### TASK STATEMENT
Lines with "expected" in the entries below: count them and reply with the number alone.

### Data extracted from a collection
*** Block opens ***

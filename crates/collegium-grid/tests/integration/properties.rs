//! Property tests for the filter and window invariants.

use collegium_core::Record;
use collegium_grid::{GridView, RecordSet, RowRange};
use proptest::prelude::*;

fn records_from(names: &[String]) -> RecordSet {
    names
        .iter()
        .enumerate()
        .map(|(i, name)| Record {
            rank: i as i64,
            name: name.clone(),
            ..Default::default()
        })
        .collect::<Vec<_>>()
        .into()
}

proptest! {
    #[test]
    fn test_window_only_holds_matches(
        names in prop::collection::vec("[A-Za-z]{0,6}", 0..60),
        query in "[A-Za-z]{0,2}",
        page_size in 1usize..15,
    ) {
        let set = records_from(&names);
        let mut view = GridView::new(set, page_size);
        view.set_query(query.clone());

        let visible = view.visible();
        prop_assert!(visible.len() <= page_size);
        let needle = query.to_lowercase();
        for record in &visible {
            prop_assert!(query.is_empty() || record.name.to_lowercase().contains(&needle));
        }

        // Window is a prefix of the matches in source order.
        let expected: Vec<&String> = names
            .iter()
            .filter(|n| query.is_empty() || n.to_lowercase().contains(&needle))
            .take(page_size)
            .collect();
        let actual: Vec<&String> = visible.iter().map(|r| &r.name).collect();
        prop_assert_eq!(actual, expected);
    }

    #[test]
    fn test_growth_terminates_at_match_count(
        count in 0usize..80,
        page_size in 1usize..12,
    ) {
        let names: Vec<String> = (0..count).map(|i| format!("n{i}")).collect();
        let mut view = GridView::new(records_from(&names), page_size);

        let mut steps = 0;
        while let Some(range) = view.next_block() {
            let block = view.slice(range);
            prop_assert!(view.apply_block(&block));
            steps += 1;
            prop_assert!(steps <= count + 1);
        }
        prop_assert_eq!(view.window_len(), count);
        prop_assert!(view.is_complete());

        // Terminal: more blocks never grow it.
        let block = view.slice(RowRange { start: count, end: count + page_size });
        prop_assert!(!view.apply_block(&block));
    }

    #[test]
    fn test_last_row_is_total_when_request_reaches_end(
        count in 0usize..50,
        start in 0usize..60,
        len in 0usize..20,
    ) {
        let names: Vec<String> = (0..count).map(|i| format!("n{i}")).collect();
        let view = GridView::new(records_from(&names), 10);
        let block = view.slice(RowRange { start, end: start + len });

        if start + len >= count {
            prop_assert_eq!(block.last_row.as_sentinel(), count as i64);
        } else {
            prop_assert_eq!(block.last_row.as_sentinel(), -1);
        }
        prop_assert!(block.rows.len() <= len);
    }
}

*** Block closes ***

### RESULT OF THE EXERCISE
2